Valor: Como a cadeia de alimentos se insere nessa abordagem?

Giatti: Um planejamento territorial que fortalece o cinturão verde nas grandes cidades é uma alternativa, porque ao produzirmos alimento fresco próximo ao local de consumo atenuamos toda essa cadeia. O projeto que deu mais repercussão foi em uma comunidade periférica urbana, em Guarulhos. Lá, há dificuldade de acesso à água, à energia e a alimentos. Aquela região era um deserto alimentar. Uma ideia foi a de fortalecer a agricultura urbana ou oferecer feira livre com incentivo do governo. Produzir mais perto do consumidor, visando a sustentabilidade e a saúde pública.


Valor: Seu estudo sobre 180 municípios em São Paulo apontou municípios perdedores e vencedores. Como foi feita essa avaliação e qual a solução?

Giatti: Vários municípios periféricos brasileiros oferecem serviços ecossistêmicos para a metrópole. Eles são fundamentais porque sem eles não há água, mas apresentam baixo IDH. São municípios negligenciados, com pouco crescimento e inclusão social. As leis de proteção de mananciais são importantes para a metrópole, mas não devolvem benefícios para a população dos locais de origem. Estudamos o fluxo desses serviços a fim de entender onde há nexo e como podemos compensar isso. Fizemos uma análise entre o IDH dos municípios e o consumo per capita de água. Concluímos que quanto mais aumenta o IDH da região, maior é a demanda hídrica, mesmo sem expressivo crescimento populacional, o que é muito preocupante. Se nada for feito, no futuro não haverá água para todos. É aí que entra o nexo como gestão integrada. O problema não é só da água, é de energia e acesso aos alimentos.

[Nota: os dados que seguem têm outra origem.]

//! Long-number memorisation drill.
//!
//! A random digit string is shown, the user memorises it with the timer
//! running, stops to hide it, then toggles it back on to check their recall.

use std::time::Duration;

use chrono::{DateTime, Utc};
use rand::Rng;
use serde::{Deserialize, Serialize};
use tracing::debug;

use crate::clock::Clock;
use crate::error::{MajorError, Result};

pub const MIN_DIGITS: usize = 1;
pub const MAX_DIGITS: usize = 500;
pub const MIN_PAIR_VALUE: u8 = 10;
pub const MAX_PAIR_VALUE: u8 = 99;

#[derive(
    Debug, Clone, Copy, Default, PartialEq, Eq, Serialize, Deserialize, strum_macros::Display,
)]
pub enum FontSizePreference {
    #[default]
    Auto,
    Small,
    Medium,
    Large,
    ExtraLarge,
}

#[derive(Debug, Clone, PartialEq, Eq, Serialize, Deserialize)]
#[serde(default)]
pub struct MemorizationSettings {
    pub number_of_digits: usize,
    pub max_pair_value: u8,
    pub show_separated: bool,
    pub show_timer: bool,
    pub font_size: FontSizePreference,
}

impl Default for MemorizationSettings {
    fn default() -> Self {
        Self {
            number_of_digits: 20,
            max_pair_value: MAX_PAIR_VALUE,
            show_separated: false,
            show_timer: false,
            font_size: FontSizePreference::Auto,
        }
    }
}

impl MemorizationSettings {
    /// Pull out-of-range values back into their allowed bounds
    pub fn clamped(mut self) -> Self {
        self.number_of_digits = self.number_of_digits.clamp(MIN_DIGITS, MAX_DIGITS);
        self.max_pair_value = self.max_pair_value.clamp(MIN_PAIR_VALUE, MAX_PAIR_VALUE);
        self
    }
}

#[derive(Debug, Clone, Copy, PartialEq, Eq, strum_macros::Display)]
pub enum GamePhase {
    Setup,
    Memorizing,
    Stopped,
}

/// Random number of `digits` digits built from two-digit pairs.
///
/// Pairs never exceed `max_pair_value`. The number never starts with zero: an
/// odd count gets a leading 1-9 digit, an even count a first pair of at least 10.
pub fn generate_number<R: Rng + ?Sized>(
    digits: usize,
    max_pair_value: u8,
    rng: &mut R,
) -> Result<String> {
    if digits == 0 || !(MIN_PAIR_VALUE..=MAX_PAIR_VALUE).contains(&max_pair_value) {
        return Err(MajorError::InvalidArgument(
            "invalid parameters for number generation".to_string(),
        ));
    }

    let is_odd = digits % 2 == 1;
    let mut out = String::with_capacity(digits);

    if is_odd {
        out.push_str(&rng.gen_range(1..=9u8).to_string());
    }

    for i in 0..digits / 2 {
        let min = if i == 0 && !is_odd { MIN_PAIR_VALUE } else { 0 };
        let pair = rng.gen_range(min..=max_pair_value);
        out.push_str(&format!("{pair:02}"));
    }

    Ok(out)
}

/// Group a digit string into pairs; an odd leading digit stands alone
pub fn format_number(number: &str, separated: bool) -> String {
    if number.is_empty() || !separated {
        return number.to_string();
    }

    let chars: Vec<char> = number.chars().collect();
    let (head, pairs) = chars.split_at(chars.len() % 2);

    let mut groups: Vec<String> = Vec::with_capacity(chars.len() / 2 + 1);
    if !head.is_empty() {
        groups.push(head.iter().collect());
    }
    groups.extend(pairs.chunks(2).map(|c| c.iter().collect::<String>()));
    groups.join(" ")
}

/// `MM:SS`
pub fn format_time(elapsed: Duration) -> String {
    crate::util::format_clock(elapsed)
}

#[derive(Debug, Clone)]
pub struct MemorizationGame {
    pub generated_number: String,
    pub phase: GamePhase,
    pub is_number_visible: bool,
    started_at: Option<DateTime<Utc>>,
    elapsed: Duration,
}

impl Default for MemorizationGame {
    fn default() -> Self {
        Self {
            generated_number: String::new(),
            phase: GamePhase::Setup,
            is_number_visible: true,
            started_at: None,
            elapsed: Duration::ZERO,
        }
    }
}

impl MemorizationGame {
    pub fn new<R: Rng + ?Sized>(settings: &MemorizationSettings, rng: &mut R) -> Result<Self> {
        Ok(Self {
            generated_number: generate_number(
                settings.number_of_digits,
                settings.max_pair_value,
                rng,
            )?,
            ..Self::default()
        })
    }

    pub fn start<C: Clock>(&mut self, clock: &C) {
        self.phase = GamePhase::Memorizing;
        self.is_number_visible = true;
        self.started_at = Some(clock.now());
        self.elapsed = Duration::ZERO;
        debug!(digits = self.generated_number.len(), "memorisation started");
    }

    pub fn stop<C: Clock>(&mut self, clock: &C) {
        self.elapsed = self.elapsed(clock);
        self.phase = GamePhase::Stopped;
        self.is_number_visible = false;
        debug!(elapsed_ms = self.elapsed.as_millis() as u64, "memorisation stopped");
    }

    pub fn reset(&mut self) {
        *self = Self::default();
    }

    pub fn toggle_visibility(&mut self) {
        self.is_number_visible = !self.is_number_visible;
    }

    pub fn is_timer_running(&self) -> bool {
        self.phase == GamePhase::Memorizing
    }

    /// Time spent memorising; frozen once stopped
    pub fn elapsed<C: Clock>(&self, clock: &C) -> Duration {
        match (self.phase, self.started_at) {
            (GamePhase::Memorizing, Some(start)) => {
                (clock.now() - start).to_std().unwrap_or_default()
            }
            _ => self.elapsed,
        }
    }

    /// What the screen should show right now
    pub fn displayed_number(&self, separated: bool) -> String {
        if self.phase == GamePhase::Setup || !self.is_number_visible {
            String::new()
        } else {
            format_number(&self.generated_number, separated)
        }
    }
}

O maior IDH e o maior consumo hídrico em São Paulo é do município de São Caetano do Sul. Se perseguirmos esse IDH como o ideal para a cidade São Paulo, com mais 11 milhões de habitantes, imagine em quanto aumentará a demanda hídrica. Não há como lidar com essa questão sem encontrar formas de atender a demanda crescente dessas populações, que são legítimas.